Faut-il s'étonner des manifestations massives et persistantes provoquées par le contrat première embauche (CPE) en passe de devenir, au-delà de ses clauses effectives, un objet phobique ? Un tel étonnement ne saurait saisir ceux qui, depuis des années, perçoivent le silence mutique qui se condense dans les amphithéâtres des universités françaises. Un silence pareil comporte, certes, une part d'attention révérencielle vis-à-vis des enseignants qu'habite toujours l'esprit du service public. Il s'impute surtout à l'anxiété qui taraude, au sujet de ses lendemains incertains, la jeunesse de la France. A droite comme à gauche, les tentatives n'ont pas manqué pour mettre fin à ce fléau, car quel fléau est pire que celui qui disjoint la jeunesse et l'avenir ? A cet égard les solutions opératoires ne relèvent plus du «bricolage» palliatif en vigueur qui fait honte à l'intelligence individuelle et collective. Le temps est venu d'une nouvelle donne qui incite la France à se dépasser enfin et qui rende l'espoir à cette partie d'elle-même qui devrait spontanément l'incarner.

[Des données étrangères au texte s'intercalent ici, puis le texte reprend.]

// This Source Code Form is subject to the terms of the Mozilla Public
// License, v. 2.0. If a copy of the MPL was not distributed with this
// file, You can obtain one at http://mozilla.org/MPL/2.0/.

use approx::{assert_abs_diff_eq, assert_relative_eq};

use super::*;
use crate::{
    atmosphere::{AtmosphereError, TabulatedAtmosphere},
    constants::{H, VEL_C},
    params::InstrumentSetup,
};

/// An atmosphere with the same opacity and temperature at every frequency.
struct FlatAtmosphere {
    tau_zenith: f64,
    t_atm: f64,
    grid: Vec<f64>,
}

impl FlatAtmosphere {
    fn new(tau_zenith: f64, t_atm: f64) -> FlatAtmosphere {
        FlatAtmosphere {
            tau_zenith,
            t_atm,
            grid: (30..=1000).map(f64::from).collect(),
        }
    }
}

impl AtmosphereModel for FlatAtmosphere {
    fn tau_atm(
        &self,
        _freq: Quantity,
        _weather: f64,
        elevation: Quantity,
    ) -> Result<f64, AtmosphereError> {
        let elevation = elevation.value_in(Unit::Degree)?.to_radians();
        Ok(self.tau_zenith / elevation.sin())
    }

    fn atmospheric_temperature(
        &self,
        _freq: Quantity,
        _weather: f64,
    ) -> Result<Quantity, AtmosphereError> {
        Ok(Quantity::new(self.t_atm, Unit::Kelvin))
    }

    fn frequency_grid(&self) -> &[f64] {
        &self.grid
    }
}

fn wide_band() -> CalculationInput {
    let mut inputs = CalculationInput::default();
    inputs.user_input.obs_freq = Quantity::new(100.0, Unit::GHz);
    inputs.user_input.bandwidth = Quantity::new(7.5, Unit::GHz);
    inputs
}

#[test]
fn test_efficiencies() {
    let setup = InstrumentSetup::default();
    let eta = Efficiencies::new(Quantity::new(100.0, Unit::GHz), &setup).unwrap();

    let wavelength = VEL_C / 100e9;
    let ruze = (-(4.0 * PI * 25e-6 / wavelength).powi(2)).exp();
    assert_relative_eq!(eta.eta_ruze, ruze);
    assert_relative_eq!(eta.eta_a, 0.8 * ruze);
    assert_relative_eq!(eta.eta_s, 0.95 * 0.94 * 0.995);

    // A perfect surface loses nothing.
    let mut setup = setup;
    setup.surface_rms = Quantity::new(0.0, Unit::Micrometre);
    let eta = Efficiencies::new(Quantity::new(900.0, Unit::GHz), &setup).unwrap();
    assert_abs_diff_eq!(eta.eta_ruze, 1.0);

    // The Ruze loss grows with frequency.
    let setup = InstrumentSetup::default();
    let low = Efficiencies::new(Quantity::new(100.0, Unit::GHz), &setup).unwrap();
    let high = Efficiencies::new(Quantity::new(900.0, Unit::GHz), &setup).unwrap();
    assert!(high.eta_a < low.eta_a);
}

#[test]
fn test_receiver_temperature() {
    let expected = 5.0 * H * 100e9 / K_B + 4.0;
    assert_relative_eq!(receiver_temperature(100e9), expected);
    assert_abs_diff_eq!(receiver_temperature(100e9), 27.996, epsilon = 1e-3);
}

#[test]
fn test_temperatures() {
    let setup = InstrumentSetup::default();
    let freq = Quantity::new(100.0, Unit::GHz);
    let t_atm = Quantity::new(260.0, Unit::Kelvin);
    let temps = Temperatures::new(freq, &setup, t_atm, 0.1, None).unwrap();

    let transmission = (-0.1_f64).exp();
    let t_sky = 260.0 * (1.0 - transmission) + 2.726 * transmission;
    let t_rx = receiver_temperature(100e9);
    let t_sys = 2.0 / (0.95 * transmission) * (t_rx + 0.95 * t_sky + 0.05 * 270.0);
    assert_relative_eq!(temps.t_rx, t_rx);
    assert_relative_eq!(temps.t_sky, t_sky);
    assert_relative_eq!(temps.t_sys, t_sys);

    // A transparent atmosphere leaves only the CMB.
    let temps = Temperatures::new(freq, &setup, t_atm, 0.0, None).unwrap();
    assert_relative_eq!(temps.t_sky, 2.726);

    let temps = Temperatures::new(
        freq,
        &setup,
        t_atm,
        0.1,
        Some(Quantity::new(45.0, Unit::Kelvin)),
    )
    .unwrap();
    assert_abs_diff_eq!(temps.t_rx, 45.0);
}

#[test]
fn test_sideband_ratio_scales_t_sys() {
    let mut setup = InstrumentSetup::default();
    let freq = Quantity::new(100.0, Unit::GHz);
    let t_atm = Quantity::new(260.0, Unit::Kelvin);
    let dsb = Temperatures::new(freq, &setup, t_atm, 0.1, None).unwrap();
    setup.g = Quantity::dimensionless(0.0);
    let ssb = Temperatures::new(freq, &setup, t_atm, 0.1, None).unwrap();
    assert_relative_eq!(dsb.t_sys, 2.0 * ssb.t_sys);
}

#[test]
fn test_defaults() {
    let atm = TabulatedAtmosphere::default();
    let inputs = CalculationInput::default();
    let d = compute_derived_params(&inputs, &atm, DerivationOptions::default()).unwrap();

    assert_eq!(d.sefd.unit(), Unit::Jansky);
    assert_eq!(d.t_sys.unit(), Unit::Kelvin);
    assert_eq!(d.eta_a.unit(), Unit::Dimensionless);

    let area = PI * 25.0 * 25.0;
    let expected = 2.0 * K_B * d.t_sys.value() / (d.eta_a.value() * area) / JANSKY;
    assert_relative_eq!(d.sefd.value(), expected, max_relative = 1e-12);
    // A 50 m dish at 100 GHz should be a few hundred Jy.
    assert!(d.sefd.value() > 100.0 && d.sefd.value() < 1000.0, "{d:?}");

    let tau = atm
        .tau_atm(inputs.user_input.obs_freq, 0.25, inputs.user_input.elevation)
        .unwrap();
    assert_relative_eq!(d.tau_atm.value(), tau);
}

#[test]
fn test_flat_atmosphere() {
    let atm = FlatAtmosphere::new(0.0, 250.0);
    let inputs = CalculationInput::default();
    let d = compute_derived_params(&inputs, &atm, DerivationOptions::default()).unwrap();
    assert_relative_eq!(d.t_sky.value(), 2.726);
    assert_abs_diff_eq!(d.tau_atm.value(), 0.0);

    // With a flat atmosphere, only the receiver temperature varies over the
    // band, so finetuning barely changes anything.
    let finetuned = compute_derived_params(
        &wide_band(),
        &atm,
        DerivationOptions {
            finetune: true,
            instrument: None,
        },
    )
    .unwrap();
    let simple = compute_derived_params(&wide_band(), &atm, DerivationOptions::default()).unwrap();
    assert_relative_eq!(finetuned.sefd.value(), simple.sefd.value(), max_relative = 1e-3);
}

#[test]
fn test_opaque_atmosphere_is_an_error() {
    let atm = FlatAtmosphere::new(1e6, 250.0);
    let result = compute_derived_params(
        &CalculationInput::default(),
        &atm,
        DerivationOptions::default(),
    );
    assert!(matches!(
        result,
        Err(DerivedError::NotPositive {
            name: "system temperature",
            ..
        })
    ));
}

#[test]
fn test_atmosphere_errors_are_propagated() {
    let mut inputs = CalculationInput::default();
    inputs.user_input.elevation = Quantity::new(0.0, Unit::Degree);
    let result = compute_derived_params(
        &inputs,
        &TabulatedAtmosphere::default(),
        DerivationOptions::default(),
    );
    assert!(matches!(
        result,
        Err(DerivedError::Atmosphere(AtmosphereError::BadElevation(_)))
    ));
}

#[test]
fn test_sub_channels() {
    let atm = TabulatedAtmosphere::default();
    let inputs = wide_band();
    let channels = sub_channels(&inputs.user_input, &atm).unwrap().unwrap();
    // 96.25 to 103.75 GHz contains 97, 98, ..., 103.
    assert_eq!(channels.len(), 8);
    assert_relative_eq!(channels.first().centre.value(), 96.625);
    assert_relative_eq!(channels.first().width.value(), 0.75);
    assert_relative_eq!(channels[1].centre.value(), 97.5);
    assert_relative_eq!(channels[1].width.value(), 1.0);
    assert_relative_eq!(channels.last().centre.value(), 103.375);

    let total: f64 = channels.iter().map(|c| c.width.value()).sum();
    assert_relative_eq!(total, 7.5);
}

#[test]
fn test_narrow_band_has_no_sub_channels() {
    let atm = TabulatedAtmosphere::default();
    let mut inputs = CalculationInput::default();
    // 100 MHz around 100.5 GHz contains no grid frequencies.
    inputs.user_input.obs_freq = Quantity::new(100.5, Unit::GHz);
    assert!(sub_channels(&inputs.user_input, &atm).unwrap().is_none());

    // Only one grid frequency (100 GHz).
    inputs.user_input.obs_freq = Quantity::new(100.0, Unit::GHz);
    inputs.user_input.bandwidth = Quantity::new(1500.0, Unit::MHz);
    assert!(sub_channels(&inputs.user_input, &atm).unwrap().is_none());

    // Two (100 and 101 GHz).
    inputs.user_input.obs_freq = Quantity::new(100.5, Unit::GHz);
    inputs.user_input.bandwidth = Quantity::new(2000.0, Unit::MHz);
    let channels = sub_channels(&inputs.user_input, &atm).unwrap().unwrap();
    assert_eq!(channels.len(), 3);
}

#[test]
fn test_finetune_falls_back_for_narrow_bands() {
    let atm = TabulatedAtmosphere::default();
    let mut inputs = CalculationInput::default();
    inputs.user_input.obs_freq = Quantity::new(100.5, Unit::GHz);
    let simple = compute_derived_params(&inputs, &atm, DerivationOptions::default()).unwrap();
    let finetuned = compute_derived_params(
        &inputs,
        &atm,
        DerivationOptions {
            finetune: true,
            instrument: None,
        },
    )
    .unwrap();
    assert_eq!(simple, finetuned);
}

#[test]
fn test_finetune_is_bounded_by_channel_sefds() {
    let atm = TabulatedAtmosphere::default();
    // A band running across the 118.75 GHz oxygen line varies a lot.
    let mut inputs = CalculationInput::default();
    inputs.user_input.obs_freq = Quantity::new(115.0, Unit::GHz);
    inputs.user_input.bandwidth = Quantity::new(10.0, Unit::GHz);
    let options = DerivationOptions {
        finetune: true,
        instrument: None,
    };
    let finetuned = compute_derived_params(&inputs, &atm, options).unwrap();
    let simple = compute_derived_params(&inputs, &atm, DerivationOptions::default()).unwrap();

    let channels = sub_channels(&inputs.user_input, &atm).unwrap().unwrap();
    let eta_a = finetuned.eta_a.value();
    let sefds: Vec<f64> = channels
        .iter()
        .map(|c| channel_sefd_jy(c.centre, &inputs, &atm, eta_a, options).unwrap())
        .collect();
    let min = sefds.iter().copied().fold(f64::INFINITY, f64::min);
    let max = sefds.iter().copied().fold(f64::NEG_INFINITY, f64::max);
    let sefd = finetuned.sefd.value();
    assert!(min <= sefd && sefd <= max, "{min} <= {sefd} <= {max}");
    assert!(max > 2.0 * min, "the band should cover the oxygen line");

    // Only the SEFD changes.
    assert_ne!(finetuned.sefd, simple.sefd);
    assert_eq!(finetuned.t_sys, simple.t_sys);
    assert_eq!(finetuned.tau_atm, simple.tau_atm);
}

#[test]
fn test_instrument_receiver_temperature() {
    let atm = TabulatedAtmosphere::default();
    let mut inputs = CalculationInput::default();
    inputs.user_input.obs_freq = Quantity::new(150.0, Unit::GHz);
    let options = DerivationOptions {
        finetune: false,
        instrument: Some(Instrument::Finer),
    };

    let finer = compute_derived_params(&inputs, &atm, options).unwrap();
    assert_abs_diff_eq!(finer.t_rx.value(), 45.0);
    let generic = compute_derived_params(&inputs, &atm, DerivationOptions::default()).unwrap();
    assert_relative_eq!(generic.t_rx.value(), receiver_temperature(150e9));
    assert!(finer.sefd.value() > generic.sefd.value());

    // FINER doesn't know about 100 GHz.
    inputs.user_input.obs_freq = Quantity::new(100.0, Unit::GHz);
    let d = compute_derived_params(&inputs, &atm, options).unwrap();
    assert_relative_eq!(d.t_rx.value(), receiver_temperature(100e9));
}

D'abord, pourquoi persister à qualifier de crise un délitement plus que trentenaire ? Par définition une crise est brève, violente et résolutive. Depuis 1973, la France endure un chômage de masse qui la corrode socialement et qui détruit des ressources vitales pour elles : ressources économiques, financières et aussi en humanité. Méfions-nous des statistiques strictement comptables en négligeant leur impact social et psychique. Affirmer que la France compte trois millions de chômeurs, c'est mal compter. Un chômeur ne vit pas seul. Sa situation affecte a minima ses parents, s'il s'agit d'un jeune homme ou d'une jeune fille, ou ses enfants s'il s'agit de l'un ou de l'autre parent, quand ce n'est pas les deux. Trois millions de chômeurs font au moins dix millions de personnes qui redoutent le déclassement, la mort civile et la perte de l'appartenance au monde. Ces dix millions-là constituent une sorte de plèbe qu'entoure un halo encore plus étendu de crainte diffuse pour les personnes dotées d'un emploi mais qui craignent d'être un jour ou l'autre attirées dans ce trou noir, non résorbé.
Une véritable peur s'est installée dans toutes les couches de la société. Elle y dégage ce que Jules Romains nommait dans l'entre-deux-guerres une «odeur mentale». Cette peur-là suscite une culture de la compétition parfois féroce. Plus sûrement, elle tue le sens du risque, inhibe la prise de responsabilité, dilate le principe de précaution et décourage toute pensée qui ne soit pas de pure application. L'essentiel étant de ne jamais chuter.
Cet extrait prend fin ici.